What you are asked to do ::
Transcribe, word for word, every record in the data below.
--- Data shown Enclosed Below ---
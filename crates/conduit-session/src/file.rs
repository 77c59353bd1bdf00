//! File-backed session store.
//!
//! Layout: `{dir}/{session_id}.json`, one pretty-printed record per session.

use std::path::{Path, PathBuf};

use async_trait::async_trait;
use tokio::sync::Mutex;
use tracing::{debug, warn};

use crate::error::{Result, SessionError};
use crate::session::{
    ListFilter, NewSession, Pagination, Session, SessionId, SessionPage, SessionUpdate, Turn,
};
use crate::store::SessionStore;

/// Sessions stored as JSON files in a directory.
///
/// Mutations are serialized by a store-wide lock. Records are written to a
/// temporary file and renamed into place, so readers never see a partial
/// record.
#[derive(Debug)]
pub struct FileStore {
    dir: PathBuf,
    lock: Mutex<()>,
}

impl FileStore {
    /// Open a store rooted at `dir`, creating the directory if needed.
    pub async fn open(dir: impl AsRef<Path>) -> Result<Self> {
        let dir = dir.as_ref().to_path_buf();
        tokio::fs::create_dir_all(&dir).await?;
        Ok(Self {
            dir,
            lock: Mutex::new(()),
        })
    }

    pub fn dir(&self) -> &Path {
        &self.dir
    }

    /// Path of a session's record.
    pub fn path_for(&self, id: &SessionId) -> PathBuf {
        self.dir.join(format!("{}.json", id))
    }

    async fn read(&self, id: &SessionId) -> Result<Session> {
        match tokio::fs::read(self.path_for(id)).await {
            Ok(bytes) => Ok(serde_json::from_slice(&bytes)?),
            Err(e) if e.kind() == std::io::ErrorKind::NotFound => {
                Err(SessionError::NotFound(id.to_string()))
            }
            Err(e) => Err(e.into()),
        }
    }

    async fn save(&self, session: &Session) -> Result<()> {
        let path = self.path_for(&session.id);
        let tmp = path.with_extension("json.tmp");
        let json = serde_json::to_vec_pretty(session)?;
        tokio::fs::write(&tmp, json).await?;
        tokio::fs::rename(&tmp, &path).await?;
        Ok(())
    }
}

#[async_trait]
impl SessionStore for FileStore {
    async fn create(&self, new: NewSession) -> Result<Session> {
        let _guard = self.lock.lock().await;
        let session = new.into_session();
        self.save(&session).await?;
        debug!(session_id = %session.id, dir = %self.dir.display(), "Session created");
        Ok(session)
    }

    async fn get(&self, id: &SessionId) -> Result<Session> {
        self.read(id).await
    }

    async fn delete(&self, id: &SessionId) -> Result<()> {
        let _guard = self.lock.lock().await;
        match tokio::fs::remove_file(self.path_for(id)).await {
            Ok(()) => {
                debug!(session_id = %id, "Session deleted");
                Ok(())
            }
            Err(e) if e.kind() == std::io::ErrorKind::NotFound => {
                Err(SessionError::NotFound(id.to_string()))
            }
            Err(e) => Err(e.into()),
        }
    }

    async fn list(&self, filter: &ListFilter, pagination: Pagination) -> Result<SessionPage> {
        let mut sessions = Vec::new();
        let mut entries = tokio::fs::read_dir(&self.dir).await?;
        while let Some(entry) = entries.next_entry().await? {
            let path = entry.path();
            if path.extension().and_then(|e| e.to_str()) != Some("json") {
                continue;
            }
            let parsed = match tokio::fs::read(&path).await {
                Ok(bytes) => serde_json::from_slice::<Session>(&bytes).map_err(SessionError::from),
                Err(e) => Err(e.into()),
            };
            match parsed {
                Ok(session) => sessions.push(session),
                Err(e) => warn!(path = %path.display(), error = %e, "Skipping unreadable session record"),
            }
        }
        Ok(SessionPage::build(sessions, filter, pagination))
    }

    async fn write(&self, session: &Session) -> Result<()> {
        let _guard = self.lock.lock().await;
        if !tokio::fs::try_exists(self.path_for(&session.id)).await? {
            return Err(SessionError::NotFound(session.id.to_string()));
        }
        self.save(session).await
    }

    async fn update(&self, id: &SessionId, update: SessionUpdate) -> Result<Session> {
        let _guard = self.lock.lock().await;
        let mut session = self.read(id).await?;
        update.apply(&mut session);
        self.save(&session).await?;
        Ok(session)
    }

    async fn append(&self, id: &SessionId, turn: Turn) -> Result<Session> {
        let _guard = self.lock.lock().await;
        let mut session = self.read(id).await?;
        session.apply_turn(turn);
        self.save(&session).await?;
        Ok(session)
    }
}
--- End of Enclosed Data shown ---
Output for this exercise ::
filename crates/conduit-session/src/file.rs
repository 77c59353bd1bdf00
//! File-backed session store.
//!
//! Layout: `{dir}/{session_id}.json`, one pretty-printed record per session.

use std::path::{Path, PathBuf};

use async_trait::async_trait;
use tokio::sync::Mutex;
use tracing::{debug, warn};

use crate::error::{Result, SessionError};
use crate::session::{
    ListFilter, NewSession, Pagination, Session, SessionId, SessionPage, SessionUpdate, Turn,
};
use crate::store::SessionStore;

/// Sessions stored as JSON files in a directory.
///
/// Mutations are serialized by a store-wide lock. Records are written to a
/// temporary file and renamed into place, so readers never see a partial
/// record.
#[derive(Debug)]
pub struct FileStore {
    dir: PathBuf,
    lock: Mutex<()>,
}

impl FileStore {
    /// Open a store rooted at `dir`, creating the directory if needed.
    pub async fn open(dir: impl AsRef<Path>) -> Result<Self> {
        let dir = dir.as_ref().to_path_buf();
        tokio::fs::create_dir_all(&dir).await?;
        Ok(Self {
            dir,
            lock: Mutex::new(()),
        })
    }

    pub fn dir(&self) -> &Path {
        &self.dir
    }

    /// Path of a session's record.
    pub fn path_for(&self, id: &SessionId) -> PathBuf {
        self.dir.join(format!("{}.json", id))
    }

    async fn read(&self, id: &SessionId) -> Result<Session> {
        match tokio::fs::read(self.path_for(id)).await {
            Ok(bytes) => Ok(serde_json::from_slice(&bytes)?),
            Err(e) if e.kind() == std::io::ErrorKind::NotFound => {
                Err(SessionError::NotFound(id.to_string()))
            }
            Err(e) => Err(e.into()),
        }
    }

    async fn save(&self, session: &Session) -> Result<()> {
        let path = self.path_for(&session.id);
        let tmp = path.with_extension("json.tmp");
        let json = serde_json::to_vec_pretty(session)?;
        tokio::fs::write(&tmp, json).await?;
        tokio::fs::rename(&tmp, &path).await?;
        Ok(())
    }
}

#[async_trait]
impl SessionStore for FileStore {
    async fn create(&self, new: NewSession) -> Result<Session> {
        let _guard = self.lock.lock().await;
        let session = new.into_session();
        self.save(&session).await?;
        debug!(session_id = %session.id, dir = %self.dir.display(), "Session created");
        Ok(session)
    }

    async fn get(&self, id: &SessionId) -> Result<Session> {
        self.read(id).await
    }

    async fn delete(&self, id: &SessionId) -> Result<()> {
        let _guard = self.lock.lock().await;
        match tokio::fs::remove_file(self.path_for(id)).await {
            Ok(()) => {
                debug!(session_id = %id, "Session deleted");
                Ok(())
            }
            Err(e) if e.kind() == std::io::ErrorKind::NotFound => {
                Err(SessionError::NotFound(id.to_string()))
            }
            Err(e) => Err(e.into()),
        }
    }

    async fn list(&self, filter: &ListFilter, pagination: Pagination) -> Result<SessionPage> {
        let mut sessions = Vec::new();
        let mut entries = tokio::fs::read_dir(&self.dir).await?;
        while let Some(entry) = entries.next_entry().await? {
            let path = entry.path();
            if path.extension().and_then(|e| e.to_str()) != Some("json") {
                continue;
            }
            let parsed = match tokio::fs::read(&path).await {
                Ok(bytes) => serde_json::from_slice::<Session>(&bytes).map_err(SessionError::from),
                Err(e) => Err(e.into()),
            };
            match parsed {
                Ok(session) => sessions.push(session),
                Err(e) => warn!(path = %path.display(), error = %e, "Skipping unreadable session record"),
            }
        }
        Ok(SessionPage::build(sessions, filter, pagination))
    }

    async fn write(&self, session: &Session) -> Result<()> {
        let _guard = self.lock.lock().await;
        if !tokio::fs::try_exists(self.path_for(&session.id)).await? {
            return Err(SessionError::NotFound(session.id.to_string()));
        }
        self.save(session).await
    }

    async fn update(&self, id: &SessionId, update: SessionUpdate) -> Result<Session> {
        let _guard = self.lock.lock().await;
        let mut session = self.read(id).await?;
        update.apply(&mut session);
        self.save(&session).await?;
        Ok(session)
    }

    async fn append(&self, id: &SessionId, turn: Turn) -> Result<Session> {
        let _guard = self.lock.lock().await;
        let mut session = self.read(id).await?;
        session.apply_turn(turn);
        self.save(&session).await?;
        Ok(session)
    }
}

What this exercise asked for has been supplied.